A word-for-word restatement of every record is required.

Collected data:
───

//! Scope Registry Tests
//!
//! Covers routing of instance lookups by declared scope:
//! - Stores built from engine options
//! - Dependent routing without a store
//! - Scope activation and custom scopes
//! - Whole-registry teardown
//!
//! # Running Tests
//! ```bash
//! cargo test --test registry_tests
//! ```

mod common;

use common::{definition, TestBean};
use covey_engine::proxy::{is_proxy, NativeHost};
use covey_engine::{ContextError, EngineOptions, ScopeRegistry};
use covey_sdk::{CreationalContext, DecoratorDescriptor, InterceptionStack, ScopeKind};
use std::sync::Arc;

// ===== Construction Tests =====

#[test]
fn test_options_from_json_drive_activation() {
    let options = EngineOptions::from_json(
        r#"{ "active_scopes": ["application", "request", "custom:tenant"] }"#,
    )
    .unwrap();
    let registry = ScopeRegistry::new(options);

    assert!(registry.is_active(&ScopeKind::Application));
    assert!(registry.is_active(&ScopeKind::Request));
    assert!(registry.is_active(&ScopeKind::Custom("tenant".to_string())));
    assert!(!registry.is_active(&ScopeKind::Session));
    assert_eq!(registry.scopes().len(), 5);
}

#[test]
fn test_registry_on_custom_host() {
    let host = Arc::new(NativeHost::default());
    let registry = ScopeRegistry::with_host(EngineOptions::default(), host);
    assert!(registry.is_active(&ScopeKind::Application));
    assert_eq!(registry.factory().loader().host().name(), "native");
}

#[test]
fn test_dependent_scope_has_no_store() {
    let registry = ScopeRegistry::default();
    assert!(registry.register_scope(ScopeKind::Dependent).is_none());
    assert!(registry.store(&ScopeKind::Dependent).is_none());
}

// ===== Routing Tests =====

#[test]
fn test_cached_scope_routes_to_its_store() {
    let registry = ScopeRegistry::new(EngineOptions {
        active_scopes: vec![ScopeKind::Application, ScopeKind::Request],
        ..EngineOptions::default()
    });
    let app = Arc::new(TestBean::new("Config", ScopeKind::Application));
    let req = Arc::new(TestBean::new("Greeting", ScopeKind::Request));
    let ctx = CreationalContext::shared();

    registry.instance(&definition(&app), Some(&ctx)).unwrap();
    registry.instance(&definition(&req), Some(&ctx)).unwrap();

    assert!(registry
        .store(&ScopeKind::Application)
        .unwrap()
        .contains(&definition(&app)));
    assert!(!registry
        .store(&ScopeKind::Application)
        .unwrap()
        .contains(&definition(&req)));
    assert_eq!(registry.store(&ScopeKind::Request).unwrap().len(), 1);
}

#[test]
fn test_inactive_scope_is_reported() {
    let registry = ScopeRegistry::default();
    let bean = Arc::new(TestBean::new("Greeting", ScopeKind::Request));

    let err = registry
        .instance(&definition(&bean), Some(&CreationalContext::shared()))
        .unwrap_err();

    assert!(matches!(
        err,
        ContextError::NotActive {
            scope: ScopeKind::Request
        }
    ));
    assert_eq!(bean.produced(), 0);
}

#[test]
fn test_activation_round_trip() {
    let registry = ScopeRegistry::default();
    let bean = Arc::new(TestBean::new("Greeting", ScopeKind::Request));
    let def = definition(&bean);
    let ctx = CreationalContext::shared();

    registry.activate(&ScopeKind::Request);
    let created = registry.instance(&def, Some(&ctx)).unwrap().unwrap();

    registry.deactivate(&ScopeKind::Request);
    assert!(registry.get(&def).is_err());

    registry.activate(&ScopeKind::Request);
    assert!(Arc::ptr_eq(&registry.get(&def).unwrap().unwrap(), &created));
}

#[test]
fn test_decorated_dependent_through_registry_is_wrapped() {
    let registry = ScopeRegistry::default();
    let bean = Arc::new(
        TestBean::new("Audited", ScopeKind::Dependent)
            .with_stack(InterceptionStack::new().decorator(DecoratorDescriptor::new("Audit", true))),
    );

    let instance = registry
        .instance(&definition(&bean), Some(&CreationalContext::shared()))
        .unwrap()
        .unwrap();
    assert!(is_proxy(&instance));
}

// ===== Teardown Tests =====

#[test]
fn test_destroy_all_clears_every_scope() {
    let registry = ScopeRegistry::new(EngineOptions {
        active_scopes: vec![ScopeKind::Application, ScopeKind::Session],
        passivating_scopes_require_validation: false,
        ..EngineOptions::default()
    });
    let app = Arc::new(TestBean::new("Config", ScopeKind::Application));
    let session = Arc::new(TestBean::new("Cart", ScopeKind::Session));
    let ctx = CreationalContext::shared();
    registry.instance(&definition(&app), Some(&ctx)).unwrap();
    registry.instance(&definition(&session), Some(&ctx)).unwrap();

    registry.destroy_all().unwrap();

    assert!(registry.get(&definition(&app)).unwrap().is_none());
    assert!(registry.get(&definition(&session)).unwrap().is_none());
    assert!(app.calls().contains(&"destroy".to_string()));
    assert!(session.calls().contains(&"destroy".to_string()));
}

#[test]
fn test_destroy_scope_leaves_other_scopes() {
    let registry = ScopeRegistry::new(EngineOptions {
        active_scopes: vec![ScopeKind::Application, ScopeKind::Request],
        ..EngineOptions::default()
    });
    let app = Arc::new(TestBean::new("Config", ScopeKind::Application));
    let req = Arc::new(TestBean::new("Greeting", ScopeKind::Request));
    let ctx = CreationalContext::shared();
    registry.instance(&definition(&app), Some(&ctx)).unwrap();
    registry.instance(&definition(&req), Some(&ctx)).unwrap();

    registry.destroy_scope(&ScopeKind::Request).unwrap();

    assert!(registry.get(&definition(&req)).unwrap().is_none());
    assert!(registry.get(&definition(&app)).unwrap().is_some());
}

───

**RESPONSE FOR THIS EXERCISE**:
//! Scope Registry Tests
//!
//! Covers routing of instance lookups by declared scope:
//! - Stores built from engine options
//! - Dependent routing without a store
//! - Scope activation and custom scopes
//! - Whole-registry teardown
//!
//! # Running Tests
//! ```bash
//! cargo test --test registry_tests
//! ```

mod common;

use common::{definition, TestBean};
use covey_engine::proxy::{is_proxy, NativeHost};
use covey_engine::{ContextError, EngineOptions, ScopeRegistry};
use covey_sdk::{CreationalContext, DecoratorDescriptor, InterceptionStack, ScopeKind};
use std::sync::Arc;

// ===== Construction Tests =====

#[test]
fn test_options_from_json_drive_activation() {
    let options = EngineOptions::from_json(
        r#"{ "active_scopes": ["application", "request", "custom:tenant"] }"#,
    )
    .unwrap();
    let registry = ScopeRegistry::new(options);

    assert!(registry.is_active(&ScopeKind::Application));
    assert!(registry.is_active(&ScopeKind::Request));
    assert!(registry.is_active(&ScopeKind::Custom("tenant".to_string())));
    assert!(!registry.is_active(&ScopeKind::Session));
    assert_eq!(registry.scopes().len(), 5);
}

#[test]
fn test_registry_on_custom_host() {
    let host = Arc::new(NativeHost::default());
    let registry = ScopeRegistry::with_host(EngineOptions::default(), host);
    assert!(registry.is_active(&ScopeKind::Application));
    assert_eq!(registry.factory().loader().host().name(), "native");
}

#[test]
fn test_dependent_scope_has_no_store() {
    let registry = ScopeRegistry::default();
    assert!(registry.register_scope(ScopeKind::Dependent).is_none());
    assert!(registry.store(&ScopeKind::Dependent).is_none());
}

// ===== Routing Tests =====

#[test]
fn test_cached_scope_routes_to_its_store() {
    let registry = ScopeRegistry::new(EngineOptions {
        active_scopes: vec![ScopeKind::Application, ScopeKind::Request],
        ..EngineOptions::default()
    });
    let app = Arc::new(TestBean::new("Config", ScopeKind::Application));
    let req = Arc::new(TestBean::new("Greeting", ScopeKind::Request));
    let ctx = CreationalContext::shared();

    registry.instance(&definition(&app), Some(&ctx)).unwrap();
    registry.instance(&definition(&req), Some(&ctx)).unwrap();

    assert!(registry
        .store(&ScopeKind::Application)
        .unwrap()
        .contains(&definition(&app)));
    assert!(!registry
        .store(&ScopeKind::Application)
        .unwrap()
        .contains(&definition(&req)));
    assert_eq!(registry.store(&ScopeKind::Request).unwrap().len(), 1);
}

#[test]
fn test_inactive_scope_is_reported() {
    let registry = ScopeRegistry::default();
    let bean = Arc::new(TestBean::new("Greeting", ScopeKind::Request));

    let err = registry
        .instance(&definition(&bean), Some(&CreationalContext::shared()))
        .unwrap_err();

    assert!(matches!(
        err,
        ContextError::NotActive {
            scope: ScopeKind::Request
        }
    ));
    assert_eq!(bean.produced(), 0);
}

#[test]
fn test_activation_round_trip() {
    let registry = ScopeRegistry::default();
    let bean = Arc::new(TestBean::new("Greeting", ScopeKind::Request));
    let def = definition(&bean);
    let ctx = CreationalContext::shared();

    registry.activate(&ScopeKind::Request);
    let created = registry.instance(&def, Some(&ctx)).unwrap().unwrap();

    registry.deactivate(&ScopeKind::Request);
    assert!(registry.get(&def).is_err());

    registry.activate(&ScopeKind::Request);
    assert!(Arc::ptr_eq(&registry.get(&def).unwrap().unwrap(), &created));
}

#[test]
fn test_decorated_dependent_through_registry_is_wrapped() {
    let registry = ScopeRegistry::default();
    let bean = Arc::new(
        TestBean::new("Audited", ScopeKind::Dependent)
            .with_stack(InterceptionStack::new().decorator(DecoratorDescriptor::new("Audit", true))),
    );

    let instance = registry
        .instance(&definition(&bean), Some(&CreationalContext::shared()))
        .unwrap()
        .unwrap();
    assert!(is_proxy(&instance));
}

// ===== Teardown Tests =====

#[test]
fn test_destroy_all_clears_every_scope() {
    let registry = ScopeRegistry::new(EngineOptions {
        active_scopes: vec![ScopeKind::Application, ScopeKind::Session],
        passivating_scopes_require_validation: false,
        ..EngineOptions::default()
    });
    let app = Arc::new(TestBean::new("Config", ScopeKind::Application));
    let session = Arc::new(TestBean::new("Cart", ScopeKind::Session));
    let ctx = CreationalContext::shared();
    registry.instance(&definition(&app), Some(&ctx)).unwrap();
    registry.instance(&definition(&session), Some(&ctx)).unwrap();

    registry.destroy_all().unwrap();

    assert!(registry.get(&definition(&app)).unwrap().is_none());
    assert!(registry.get(&definition(&session)).unwrap().is_none());
    assert!(app.calls().contains(&"destroy".to_string()));
    assert!(session.calls().contains(&"destroy".to_string()));
}

#[test]
fn test_destroy_scope_leaves_other_scopes() {
    let registry = ScopeRegistry::new(EngineOptions {
        active_scopes: vec![ScopeKind::Application, ScopeKind::Request],
        ..EngineOptions::default()
    });
    let app = Arc::new(TestBean::new("Config", ScopeKind::Application));
    let req = Arc::new(TestBean::new("Greeting", ScopeKind::Request));
    let ctx = CreationalContext::shared();
    registry.instance(&definition(&app), Some(&ctx)).unwrap();
    registry.instance(&definition(&req), Some(&ctx)).unwrap();

    registry.destroy_scope(&ScopeKind::Request).unwrap();

    assert!(registry.get(&definition(&req)).unwrap().is_none());
    assert!(registry.get(&definition(&app)).unwrap().is_some());
}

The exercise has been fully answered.